Por Darío Fritz
La vida, tan bella como bronca, no para. Aunque el compás vacacional de julio pretenda ponernos a salvo por unos días y darnos por nuestro lado. Días de vivir a ciegas, atenazados a la sorpresa de romper los moldes de las rutinas de tiempos cansinos y repetidos que arrancamos once meses atrás. El veranito corto, casi que efímero —cuatro días de playa, en todo caso de seis a diez días de recorrer ciudades en provincia o en el extranjero, días de disfrutar la casa, el departamento, justificamos, cuando no hay dinero ni para ir a la esquina—, renueva energías, convencidos de retomar el nudo enrevesado de la cotidianidad. El tiempo que no regresa, cortejado como un paréntesis. Una pretensión de pasar de largo ante el ruido externo. Ni acariciados por el aumento del jitomate, las barbaries de la violencia, el imperio malicioso de los aranceles o el agua que falta en la colonia.
Días atrás, seis parejas de bailarines desarrajaban sus pies sobre una tarima, bañados en el sudor de trajes típicos jarochos, tapatíos y oaxaqueños, a pura sonrisa y alegría, ante más de un centenar de personas que cenaban al aire libre. Debería ser algo frustrante para ellos ver desde allí arriba aplausos tibios y desperdigados ante la pausa de cada tema musical acabado. El entretenimiento puesto en las pantallas de los celulares no daba lugar para prestarles atención. Era más fácil discernir un público ensimismado en el tedio del aburrimiento, el frenesí por ver el último video de TikTok, en qué andaban los amigos o revisar el impacto de la última foto subida a la red. Hay rutinas que ningún tiempo puesto entre paréntesis logra romper. Ni en vacaciones.
Sería muy pretencioso esperanzarnos en que alguien allí se preocupara porque el mar a medio centenar de metros de esa noche de platos y música tradicional pudiera alzarse contra ellos en cualquier instante. Algo de eso había. A miles de kilómetros se estaban formando posibles tsunamis a consecuencia de un terremoto en Rusia. El mar se alzaría en todo caso 20 centímetros unas cuatro horas después, pronosticaba la alerta de la Marina mexicana. Un aviso de tranquilidad para que la fiesta digital continuara en paz, como todos los días.
No se hace fácil abrazarnos a la ignorancia. Menos en vacaciones. Ya nadie quiere despegarse de la tablet, el celular, la computadora. La posibilidad de que nos llueva información dependerá de cuan generosa queramos que caiga. Podemos tardarnos en saber sobre el tsunami o desconocemos al detalle que la población con hambre ha descendido en centésimas en el mundo, como dice la FAO en su informe más reciente. También que descendió la prevalencia mundial de la inseguridad alimentaria moderada o grave, que hay menos niños con retraso en desarrollo nutricional, que el sobrepeso infantil no se modera, la obesidad crece entre los adultos, hay mayor anemia entre mujeres, que la inflación en aumento pega a cualquier política de mejora en el desarrollo social.

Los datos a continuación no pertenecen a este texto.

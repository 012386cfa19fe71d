//! Export and import of encrypted account backups
//!
//! [`Exporter`] turns the credential store into one encrypted artifact;
//! [`Importer`] turns an artifact back into restored credential bundles,
//! recording per-item failures instead of aborting on them.

pub mod export;
pub mod import;

pub use export::{default_export_filename, ExportReport, Exporter};
pub use import::{ArtifactPreview, ImportReport, Importer};

use std::fs;
use std::path::Path;

use tracing::{debug, warn};

use crate::error::{PorterError, PorterResult};
use crate::models::EncryptedArtifact;
use crate::progress::{OperationStatus, ProgressReporter};
use crate::store::write_text_atomic;

/// Reads and writes artifact files
pub trait ArtifactIo {
    fn read(&self, path: &Path) -> PorterResult<String>;

    /// Write the whole artifact or fail without leaving a partial file
    fn write(&mut self, path: &Path, artifact: &EncryptedArtifact) -> PorterResult<()>;
}

/// Artifact I/O against the local filesystem
#[derive(Debug, Default, Clone, Copy)]
pub struct FsArtifactIo;

impl ArtifactIo for FsArtifactIo {
    fn read(&self, path: &Path) -> PorterResult<String> {
        fs::read_to_string(path)
            .map_err(|e| PorterError::Io(format!("Failed to read {}: {}", path.display(), e)))
    }

    fn write(&mut self, path: &Path, artifact: &EncryptedArtifact) -> PorterResult<()> {
        write_text_atomic(path, artifact.as_str())
            .map_err(|e| PorterError::Io(format!("Failed to write {}: {}", path.display(), e)))
    }
}

/// Operating system name recorded in snapshot metadata
pub fn current_platform() -> &'static str {
    std::env::consts::OS
}

/// Put a reused reporter back to idle before a new operation
fn begin(progress: &mut ProgressReporter) {
    if let Err(e) = progress.reset() {
        debug!(error = %e, "Progress reporter not reset");
    }
}

fn advance(progress: &mut ProgressReporter, status: OperationStatus, message: impl Into<String>) {
    if let Err(e) = progress.transition(status, message) {
        debug!(error = %e, "Ignoring progress transition");
    }
}

/// Report a call-level failure or cancellation to observers and hand the
/// error back
fn abort(progress: &mut ProgressReporter, context: &str, err: PorterError) -> PorterError {
    if err.is_cancelled() {
        debug!(context, "Operation cancelled");
        progress.cancel(err.to_string());
        return err;
    }

    warn!(context, error = %err, "Operation failed");
    if let Err(e) = progress.fail(context, err.to_string()) {
        debug!(error = %e, "Ignoring progress transition");
    }
    err
}
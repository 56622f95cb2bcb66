use std::f64::consts::PI;

use serde::{Deserialize, Serialize};

use super::{Vector2D, EPSILON};

/// An angle in radians.
///
/// Two rotations compare equal when their radian values differ by at most
/// [`EPSILON`].
#[derive(Debug, Clone, Copy, Default, Serialize, Deserialize)]
#[serde(transparent)]
pub struct Rotation2D {
    rad: f64,
}

impl Rotation2D {
    /// No rotation.
    pub const ZERO: Self = Self::new(0.0);

    /// Create a rotation from radians.
    #[must_use]
    pub const fn new(rad: f64) -> Self {
        Self { rad }
    }

    /// Create a rotation from degrees.
    #[must_use]
    pub fn from_degrees(deg: f64) -> Self {
        Self::new(deg * PI / 180.0)
    }

    /// Angle in radians.
    #[must_use]
    pub const fn rad(&self) -> f64 {
        self.rad
    }

    /// Angle in degrees (derived view of the radian value).
    #[must_use]
    pub fn deg(&self) -> f64 {
        self.rad * 180.0 / PI
    }

    /// Set the angle in radians.
    pub fn set_rad(&mut self, rad: f64) -> &mut Self {
        self.rad = rad;
        self
    }

    /// Set the angle in degrees.
    pub fn set_deg(&mut self, deg: f64) -> &mut Self {
        self.rad = deg * PI / 180.0;
        self
    }

    /// Add another rotation in place.
    pub fn add(&mut self, other: Self) -> &mut Self {
        self.rad += other.rad;
        self
    }

    /// Subtract another rotation in place.
    pub fn sub(&mut self, other: Self) -> &mut Self {
        self.rad -= other.rad;
        self
    }

    /// Rotate a vector by this angle, returning the rotated copy.
    #[must_use]
    pub fn apply(&self, mut v: Vector2D) -> Vector2D {
        v.rotate(self.rad);
        v
    }

    /// Rotate a vector by the opposite of this angle.
    #[must_use]
    pub fn unapply(&self, mut v: Vector2D) -> Vector2D {
        v.rotate(-self.rad);
        v
    }
}

impl PartialEq for Rotation2D {
    fn eq(&self, other: &Self) -> bool {
        (self.rad - other.rad).abs() <= EPSILON
    }
}

impl From<f64> for Rotation2D {
    fn from(rad: f64) -> Self {
        Self::new(rad)
    }
}

#[cfg(test)]
mod tests {
    use super::*;

    #[test]
    fn test_degree_view() {
        let r = Rotation2D::new(PI);
        assert!((r.deg() - 180.0).abs() < 1e-12);

        let mut r = Rotation2D::ZERO;
        r.set_deg(90.0);
        assert!((r.rad() - PI / 2.0).abs() < 1e-12);
    }

    #[test]
    fn test_epsilon_equality() {
        assert_eq!(Rotation2D::new(1.0), Rotation2D::new(1.00005));
        assert_ne!(Rotation2D::new(1.0), Rotation2D::new(1.001));
    }

    #[test]
    fn test_apply_unapply_inverse() {
        let r = Rotation2D::from_degrees(33.0);
        let v = Vector2D::new(3.0, -7.0);
        assert!(r.unapply(r.apply(v)).approx_eq(v, 1e-12));
    }
}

Aun así, el entorno digital y las vivencias personales nos informan, al menos desde la superficialidad, para entender sin necesidad de la abundancia de detalles. Sabemos de la pobreza, aunque nadie haya dicho que hay 800 millones de personas en esa situación. Que sí padecemos más temperaturas altas, porque han subido 1.55 grados centígrados desde los tiempos preindustriales. Hallamos que ya no se habla tanto de infecciones de VIH, porque la prevención la disminuyó 40 por ciento. Datos y más datos para corroborar la realidad.
Si el tiempo no lo detenemos, al menos que no pase de largo. Y lo aprovechemos para algo. “La gente se apresura más bien de un presente a otro”, dice el filósofo Byung-Chul Han. “El futuro se reduce a una permanente actualización de lo actual”. Prenderse a los sones jarochos o tapatíos no requiere necesariamente de asistir a festivales o a un exceso de mezcales. Las emociones del presente se deberían disfrutar en tiempo real, en días de vacaciones o con el estrés apretando a la yugular.